*** Opening Data listing ***

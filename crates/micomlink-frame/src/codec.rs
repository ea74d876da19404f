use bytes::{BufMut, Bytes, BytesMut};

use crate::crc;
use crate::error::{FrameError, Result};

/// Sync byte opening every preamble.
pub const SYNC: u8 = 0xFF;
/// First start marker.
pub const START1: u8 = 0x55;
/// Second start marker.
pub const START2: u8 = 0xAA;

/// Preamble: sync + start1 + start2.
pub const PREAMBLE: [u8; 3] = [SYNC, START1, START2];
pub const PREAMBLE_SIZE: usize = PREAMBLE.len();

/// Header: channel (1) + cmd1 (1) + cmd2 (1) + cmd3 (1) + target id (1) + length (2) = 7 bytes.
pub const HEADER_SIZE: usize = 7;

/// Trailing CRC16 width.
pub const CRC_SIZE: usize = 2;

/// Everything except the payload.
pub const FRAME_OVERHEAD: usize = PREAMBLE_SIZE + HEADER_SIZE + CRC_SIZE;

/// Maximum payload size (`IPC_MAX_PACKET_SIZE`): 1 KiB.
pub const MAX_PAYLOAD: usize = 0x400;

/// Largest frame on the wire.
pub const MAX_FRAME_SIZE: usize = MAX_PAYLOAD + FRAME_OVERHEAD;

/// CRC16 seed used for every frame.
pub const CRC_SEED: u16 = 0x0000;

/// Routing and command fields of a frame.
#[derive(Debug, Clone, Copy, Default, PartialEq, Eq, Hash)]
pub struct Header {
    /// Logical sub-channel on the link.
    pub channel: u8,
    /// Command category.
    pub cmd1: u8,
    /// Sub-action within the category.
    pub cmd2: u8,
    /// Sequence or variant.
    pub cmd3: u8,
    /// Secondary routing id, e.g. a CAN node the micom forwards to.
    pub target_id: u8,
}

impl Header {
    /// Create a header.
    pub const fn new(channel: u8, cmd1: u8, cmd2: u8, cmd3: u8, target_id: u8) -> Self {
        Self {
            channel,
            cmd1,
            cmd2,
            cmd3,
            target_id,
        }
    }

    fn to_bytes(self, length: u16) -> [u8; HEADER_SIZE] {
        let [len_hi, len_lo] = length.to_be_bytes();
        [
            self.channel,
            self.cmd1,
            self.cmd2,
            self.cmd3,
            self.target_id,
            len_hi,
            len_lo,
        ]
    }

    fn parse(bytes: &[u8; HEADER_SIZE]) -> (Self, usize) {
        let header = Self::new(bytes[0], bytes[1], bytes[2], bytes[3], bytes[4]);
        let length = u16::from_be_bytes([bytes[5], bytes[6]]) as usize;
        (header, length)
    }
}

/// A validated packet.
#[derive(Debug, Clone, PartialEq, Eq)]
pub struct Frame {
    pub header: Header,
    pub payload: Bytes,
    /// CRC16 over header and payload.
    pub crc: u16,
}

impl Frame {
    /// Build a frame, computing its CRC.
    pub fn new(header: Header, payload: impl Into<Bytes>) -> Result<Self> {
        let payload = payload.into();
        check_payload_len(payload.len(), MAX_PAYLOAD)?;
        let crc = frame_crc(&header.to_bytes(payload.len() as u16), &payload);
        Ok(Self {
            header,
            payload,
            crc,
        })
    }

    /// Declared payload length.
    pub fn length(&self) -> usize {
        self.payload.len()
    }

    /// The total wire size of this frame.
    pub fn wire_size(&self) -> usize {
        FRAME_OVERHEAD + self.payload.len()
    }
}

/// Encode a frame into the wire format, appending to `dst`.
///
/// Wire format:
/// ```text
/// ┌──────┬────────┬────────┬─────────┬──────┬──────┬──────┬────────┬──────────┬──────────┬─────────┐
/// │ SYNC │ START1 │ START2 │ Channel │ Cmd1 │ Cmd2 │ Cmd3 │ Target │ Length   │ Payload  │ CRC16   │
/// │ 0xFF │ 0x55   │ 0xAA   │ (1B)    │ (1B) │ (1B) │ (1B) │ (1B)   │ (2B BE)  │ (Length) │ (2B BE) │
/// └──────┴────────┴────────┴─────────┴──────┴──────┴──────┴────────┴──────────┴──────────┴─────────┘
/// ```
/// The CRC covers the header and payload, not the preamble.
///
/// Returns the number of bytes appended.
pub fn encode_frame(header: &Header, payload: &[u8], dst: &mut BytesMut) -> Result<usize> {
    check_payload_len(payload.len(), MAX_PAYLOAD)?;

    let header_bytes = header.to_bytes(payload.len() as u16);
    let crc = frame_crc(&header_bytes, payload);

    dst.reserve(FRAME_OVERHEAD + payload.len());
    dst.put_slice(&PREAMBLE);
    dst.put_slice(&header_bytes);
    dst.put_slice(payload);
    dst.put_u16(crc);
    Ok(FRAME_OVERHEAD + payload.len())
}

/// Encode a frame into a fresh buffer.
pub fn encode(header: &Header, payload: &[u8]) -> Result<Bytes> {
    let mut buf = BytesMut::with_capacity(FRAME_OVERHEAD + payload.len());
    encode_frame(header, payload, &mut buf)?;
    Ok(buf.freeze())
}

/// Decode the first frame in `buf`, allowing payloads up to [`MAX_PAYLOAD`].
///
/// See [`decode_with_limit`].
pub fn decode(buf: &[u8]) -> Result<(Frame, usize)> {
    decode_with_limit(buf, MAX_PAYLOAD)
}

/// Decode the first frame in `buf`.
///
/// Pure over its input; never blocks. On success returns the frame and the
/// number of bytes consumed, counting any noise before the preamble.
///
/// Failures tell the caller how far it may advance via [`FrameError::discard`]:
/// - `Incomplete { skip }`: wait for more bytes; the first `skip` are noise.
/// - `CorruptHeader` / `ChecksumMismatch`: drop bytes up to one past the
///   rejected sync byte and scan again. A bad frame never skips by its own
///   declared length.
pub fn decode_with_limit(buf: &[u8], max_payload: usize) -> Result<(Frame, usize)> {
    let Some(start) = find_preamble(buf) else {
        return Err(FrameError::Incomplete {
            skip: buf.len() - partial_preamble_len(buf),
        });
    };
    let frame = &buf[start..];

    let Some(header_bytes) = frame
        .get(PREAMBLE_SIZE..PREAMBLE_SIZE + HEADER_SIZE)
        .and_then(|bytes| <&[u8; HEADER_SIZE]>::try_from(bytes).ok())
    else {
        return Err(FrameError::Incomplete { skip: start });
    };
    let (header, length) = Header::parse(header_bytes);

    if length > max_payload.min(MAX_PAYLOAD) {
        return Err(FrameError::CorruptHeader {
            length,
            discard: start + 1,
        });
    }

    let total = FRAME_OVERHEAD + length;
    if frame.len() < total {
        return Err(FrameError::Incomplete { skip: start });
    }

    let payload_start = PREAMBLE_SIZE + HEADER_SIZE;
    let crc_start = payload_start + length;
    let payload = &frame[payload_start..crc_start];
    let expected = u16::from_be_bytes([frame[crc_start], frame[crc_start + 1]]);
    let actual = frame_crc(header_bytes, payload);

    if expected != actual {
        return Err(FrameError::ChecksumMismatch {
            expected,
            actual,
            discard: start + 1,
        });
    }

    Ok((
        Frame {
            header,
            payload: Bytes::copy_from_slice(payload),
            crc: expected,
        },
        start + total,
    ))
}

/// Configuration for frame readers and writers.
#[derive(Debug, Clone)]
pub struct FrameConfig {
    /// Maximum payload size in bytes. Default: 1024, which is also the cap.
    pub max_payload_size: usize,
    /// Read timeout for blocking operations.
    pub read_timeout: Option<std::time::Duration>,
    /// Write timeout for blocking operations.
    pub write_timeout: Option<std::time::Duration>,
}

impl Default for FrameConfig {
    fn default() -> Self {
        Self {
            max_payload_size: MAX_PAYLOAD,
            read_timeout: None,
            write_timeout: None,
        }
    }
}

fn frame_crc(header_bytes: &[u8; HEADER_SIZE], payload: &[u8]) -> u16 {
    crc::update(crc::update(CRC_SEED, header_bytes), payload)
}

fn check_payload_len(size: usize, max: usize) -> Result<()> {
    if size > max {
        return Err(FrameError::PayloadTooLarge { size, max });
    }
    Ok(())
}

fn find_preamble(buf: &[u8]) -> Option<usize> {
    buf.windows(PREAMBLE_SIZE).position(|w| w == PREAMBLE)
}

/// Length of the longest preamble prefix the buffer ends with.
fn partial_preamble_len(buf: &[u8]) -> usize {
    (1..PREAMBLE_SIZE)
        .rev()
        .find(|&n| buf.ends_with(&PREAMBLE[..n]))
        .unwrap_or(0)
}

*** Closing Data listing ***

*What is needed*.
Could you copy every line from the records that has "FrameError" in it?

*Task output*.
use crate::error::{FrameError, Result};
/// Failures tell the caller how far it may advance via [`FrameError::discard`]:
        return Err(FrameError::Incomplete {
        return Err(FrameError::Incomplete { skip: start });
        return Err(FrameError::CorruptHeader {
        return Err(FrameError::Incomplete { skip: start });
        return Err(FrameError::ChecksumMismatch {
        return Err(FrameError::PayloadTooLarge { size, max });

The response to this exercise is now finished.